Installation using Apache Ambari



  • Apache Ambari can only be used to add CDAP to an existing Hadoop cluster, one that already has the required services (Hadoop: HDFS, YARN, HBase, ZooKeeper, and—optionally—Hive and Spark) installed.
  • Ambari is for setting up HDP (Hortonworks Data Platform) on bare clusters; it can't be used for clusters with HDP already installed, where the original installation was not with Ambari.
  • A number of features are currently planned to be added, including:
  • If you are installing CDAP with the intention of using replication, see these instructions on CDAP Replication before installing or starting CDAP.

Preparing the Cluster

Hadoop Configuration

  1. ZooKeeper's maxClientCnxns must be raised from its default. We suggest setting it to zero (0: unlimited connections). As each YARN container launched by CDAP makes a connection to ZooKeeper, the number of connections required is a function of usage.
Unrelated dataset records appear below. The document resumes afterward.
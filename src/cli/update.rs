//! Update command - refresh the progress table in the target file

use crate::cli::style::{check, Stylize};
use anstream::{eprintln, println};
use crowdin_progress::config::Config;
use crowdin_progress::crowdin::{CrowdinClient, TranslationStatus};
use crowdin_progress::error::Result;
use crowdin_progress::types::{LanguageProgress, RenderOptions};
use crowdin_progress::{markdown, splice};
use std::path::PathBuf;

/// Arguments for the update command
#[derive(Debug, Clone)]
pub struct UpdateArgs {
    /// Target file containing the sentinel markers
    pub file: PathBuf,
    /// Threshold separating "Available" from "In progress"
    pub minimum_completion_percent: u8,
    /// Maximum cells per rendered table row
    pub languages_per_row: usize,
}

/// Run the update pipeline: validate, fetch, render, write.
pub async fn run_update(args: &UpdateArgs) -> Result<()> {
    println!("Checking environment variables...");
    let config = Config::from_env()?;

    println!("Retrieving translations progress from Crowdin...");
    let client = CrowdinClient::new(&config);
    let languages = fetch_or_empty(&client).await;

    for language in &languages {
        println!(
            "{} progress is {}",
            language.language_id, language.translation_progress
        );
    }

    println!("Generate Markdown table...");
    let options = RenderOptions {
        minimum_completion_percent: args.minimum_completion_percent,
        languages_per_row: args.languages_per_row,
    };
    let body = markdown::render(&languages, &options);

    println!("Writing to file {}", args.file.display().accent());
    splice::update_file(&args.file, &body)?;

    println!("{} {}", check(), "Done !".success());
    Ok(())
}

/// Fetch all languages, degrading a failed call to an empty list.
///
/// A fetch failure is not fatal: it is reported on stderr (label line plus
/// the full error) and the run continues with no languages, producing an
/// empty table region.
async fn fetch_or_empty(status: &dyn TranslationStatus) -> Vec<LanguageProgress> {
    match status.project_progress().await {
        Ok(languages) => languages,
        Err(err) => {
            eprintln!("{}", "translationStatusApi : ".error());
            eprintln!("{}", err.to_string().error());
            Vec::new()
        }
    }
}
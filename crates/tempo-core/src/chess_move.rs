//! Move representation and the `"<FROM>:<TO>"` wire literal.

use std::fmt;
use std::str::FromStr;

use crate::error::PositionError;
use crate::position::Position;

/// A move: source and destination squares.
///
/// There are no distinct move kinds; every move copies the piece on `from`
/// to `to`, capturing whatever stood there.
#[derive(Clone, Copy, PartialEq, Eq, Hash)]
pub struct Move {
    from: Position,
    to: Position,
}

impl Move {
    /// Create a move.
    #[inline]
    pub const fn new(from: Position, to: Position) -> Move {
        Move { from, to }
    }

    /// Return the source square.
    #[inline]
    pub const fn from(self) -> Position {
        self.from
    }

    /// Return the destination square.
    #[inline]
    pub const fn to(self) -> Position {
        self.to
    }
}

impl FromStr for Move {
    type Err = PositionError;

    /// Parse a move literal such as `"A7:A6"`.
    fn from_str(s: &str) -> Result<Move, PositionError> {
        let Some((from, to)) = s.split_once(':') else {
            return Err(PositionError::BadMoveLiteral {
                found: s.to_string(),
            });
        };
        Ok(Move {
            from: from.parse()?,
            to: to.parse()?,
        })
    }
}

impl fmt::Display for Move {
    fn fmt(&self, f: &mut fmt::Formatter<'_>) -> fmt::Result {
        write!(f, "{}:{}", self.from, self.to)
    }
}

impl fmt::Debug for Move {
    fn fmt(&self, f: &mut fmt::Formatter<'_>) -> fmt::Result {
        write!(f, "Move({self})")
    }
}

#[cfg(test)]
mod tests {
    use super::Move;
    use crate::position::Position;

    #[test]
    fn literal_roundtrip() {
        let mv: Move = "A7:A6".parse().unwrap();
        assert_eq!(mv.from(), Position::new(7, 6).unwrap());
        assert_eq!(mv.to(), Position::new(7, 5).unwrap());
        assert_eq!(mv.to_string(), "A7:A6");
    }

    #[test]
    fn parse_rejects_malformed() {
        assert!("".parse::<Move>().is_err());
        assert!("A7".parse::<Move>().is_err());
        assert!("A7A6".parse::<Move>().is_err());
        assert!("A7:".parse::<Move>().is_err());
        assert!("A9:A6".parse::<Move>().is_err());
        assert!("a7:A6".parse::<Move>().is_err());
    }

    #[test]
    fn display_matches_square_notation() {
        let mv = Move::new(Position::new(4, 0).unwrap(), Position::new(5, 1).unwrap());
        assert_eq!(mv.to_string(), "D1:C2");
    }
}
  2. Ensure that YARN has sufficient memory capacity by lowering the default minimum container size (controlled by the property yarn.scheduler.minimum-allocation-mb). Lack of YARN memory capacity is the leading cause of apparent failures that we see reported. We recommend starting with these settings:

    • yarn.nodemanager.delete.debug-delay-sec: 43200 (see note below)
    • yarn.scheduler.minimum-allocation-mb: 512 mb

    The value we recommend for yarn.nodemanager.delete.debug-delay-sec (43200 or 12 hours) is what we use internally at Cask for testing as that provides adequate time to capture the logs of any failures. However, you should use an appropriate non-zero value specific to your environment. A large value can be expensive from a storage perspective.

    Please ensure your yarn.nodemanager.resource.cpu-vcores and yarn.nodemanager.resource.memory-mb settings are set sufficiently to run CDAP, as described in the CDAP Memory and Core Requirements.

You can make these changes during the configuration of your cluster using Ambari.

HDFS Permissions

Ensure YARN is configured properly to run MapReduce programs. Often, this includes ensuring that the HDFS /user/yarn and /user/cdap directories exist with proper permissions:

$ su hdfs
$ hadoop fs -mkdir -p /user/yarn && hadoop fs -chown yarn:yarn /user/yarn
$ hadoop fs -mkdir -p /user/cdap && hadoop fs -chown cdap:cdap /user/cdap

Downloading and Distributing Packages

Downloading CDAP Ambari Service

To install CDAP on a cluster managed by Ambari, we have available packages for RHEL-compatible and Ubuntu systems, which you can install onto your Ambari management server. These packages add CDAP to the list of available services which Ambari can install.

To install the cdap-ambari-service package, first add the appropriate CDAP repository to your system’s package manager by following the steps below. These steps will install a Cask repository on your Ambari server.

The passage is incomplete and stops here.